Keeping your lungs healthy involves more than avoiding smoking or polluted environments. Dr Kunal Sood, an anaesthesiologist and interventional pain medicine expert, shares three daily practices he follows to maintain strong, resilient lungs. These simple habits focus on movement, breathing techniques, and gut health, each playing a key role in supporting long-term respiratory function.

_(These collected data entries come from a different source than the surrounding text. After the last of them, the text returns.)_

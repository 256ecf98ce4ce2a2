//! The seven faction identities.

use std::fmt;

use serde::{Deserialize, Serialize};

/// One of the seven competing factions.
///
/// Declaration order is the canonical order: the default turn order, the
/// order the encounter scan walks, and the order of every listing.
#[derive(Debug, Clone, Copy, PartialEq, Eq, PartialOrd, Ord, Hash, Serialize, Deserialize)]
#[serde(rename_all = "snake_case")]
pub enum FactionId {
    /// Tianhe Sword Sect.
    Tianhe,
    /// Beige Academy.
    Beige,
    /// Wangsheng Gate.
    Wangsheng,
    /// Fulong Manor.
    Fulong,
    /// Nantuo Mountain.
    Nantuo,
    /// Xueyi Tower.
    Xueyi,
    /// Dari Glazed Palace.
    Dari,
}

/// Number of factions in the race.
pub const FACTION_COUNT: usize = 7;

/// Static display information for a faction.
#[derive(Debug, Clone, Copy, PartialEq, Eq, Serialize)]
pub struct FactionInfo {
    /// Display name.
    pub name: &'static str,
    /// Epithet used in narration.
    pub title: &'static str,
}

impl FactionId {
    /// Every faction, in canonical order.
    pub const ALL: [FactionId; FACTION_COUNT] = [
        FactionId::Tianhe,
        FactionId::Beige,
        FactionId::Wangsheng,
        FactionId::Fulong,
        FactionId::Nantuo,
        FactionId::Xueyi,
        FactionId::Dari,
    ];

    /// Position of this faction in [`FactionId::ALL`].
    #[must_use]
    pub const fn index(self) -> usize {
        self as usize
    }

    /// Stable lowercase key, identical to the serialized form.
    #[must_use]
    pub const fn key(self) -> &'static str {
        match self {
            FactionId::Tianhe => "tianhe",
            FactionId::Beige => "beige",
            FactionId::Wangsheng => "wangsheng",
            FactionId::Fulong => "fulong",
            FactionId::Nantuo => "nantuo",
            FactionId::Xueyi => "xueyi",
            FactionId::Dari => "dari",
        }
    }

    /// Display information for this faction.
    #[must_use]
    pub const fn info(self) -> FactionInfo {
        match self {
            FactionId::Tianhe => FactionInfo {
                name: "Tianhe Sword Sect",
                title: "Swords of the Heavenly River",
            },
            FactionId::Beige => FactionInfo {
                name: "Beige Academy",
                title: "Scholars of the Elegy",
            },
            FactionId::Wangsheng => FactionInfo {
                name: "Wangsheng Gate",
                title: "Keepers of the Crossing",
            },
            FactionId::Fulong => FactionInfo {
                name: "Fulong Manor",
                title: "Dragon-Taming Household",
            },
            FactionId::Nantuo => FactionInfo {
                name: "Nantuo Mountain",
                title: "Monks of the Hard Road",
            },
            FactionId::Xueyi => FactionInfo {
                name: "Xueyi Tower",
                title: "Snow-Robed Blades",
            },
            FactionId::Dari => FactionInfo {
                name: "Dari Glazed Palace",
                title: "Court of the Great Sun",
            },
        }
    }

    /// Display name; shorthand for `self.info().name`.
    #[must_use]
    pub const fn name(self) -> &'static str {
        self.info().name
    }
}

impl fmt::Display for FactionId {
    fn fmt(&self, f: &mut fmt::Formatter<'_>) -> fmt::Result {
        f.write_str(self.key())
    }
}

#[cfg(test)]
mod tests {
    use super::*;

    #[test]
    fn test_index_matches_canonical_order() {
        for (position, id) in FactionId::ALL.iter().enumerate() {
            assert_eq!(id.index(), position);
        }
    }

    #[test]
    fn test_serialized_form_matches_key() {
        for id in FactionId::ALL {
            let json = serde_json::to_value(id).unwrap();
            assert_eq!(json, serde_json::Value::String(id.key().to_owned()));
        }
    }
}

Daily Cardiovascular Activity
Dr Sood emphasizes the importance of regular cardio exercises such as walking, cycling, or light jogging for 20 to 30 minutes daily. Engaging in cardio strengthens the lungs, increases lung capacity, and improves the diaphragm’s efficiency. These activities also aid in clearing airways of mucus and environmental pollutants while enhancing overall endurance.
Breathing Exercises
Practicing intentional breathing routines can significantly boost lung efficiency. Techniques like slow nasal breathing, deep inhalations, and structured box breathing enhance lung volume, improve oxygen exchange, and increase CO2 tolerance. Regular breathing exercises can also reduce airway reactivity during stress or physical activity.
Supporting the Gut-Lung Connection
A healthy gut microbiome directly influences respiratory health. Dr Sood highlights the gut-lung axis, explaining that a balanced gut helps manage inflammation and promotes airway resilience. Integrating probiotic supplements that target the gut-lung axis can further support immune signaling and improve overall lung function.
By incorporating these three daily habits—cardio activity, breathing exercises, and gut support—individuals can actively protect their lungs and strengthen respiratory health for the long term.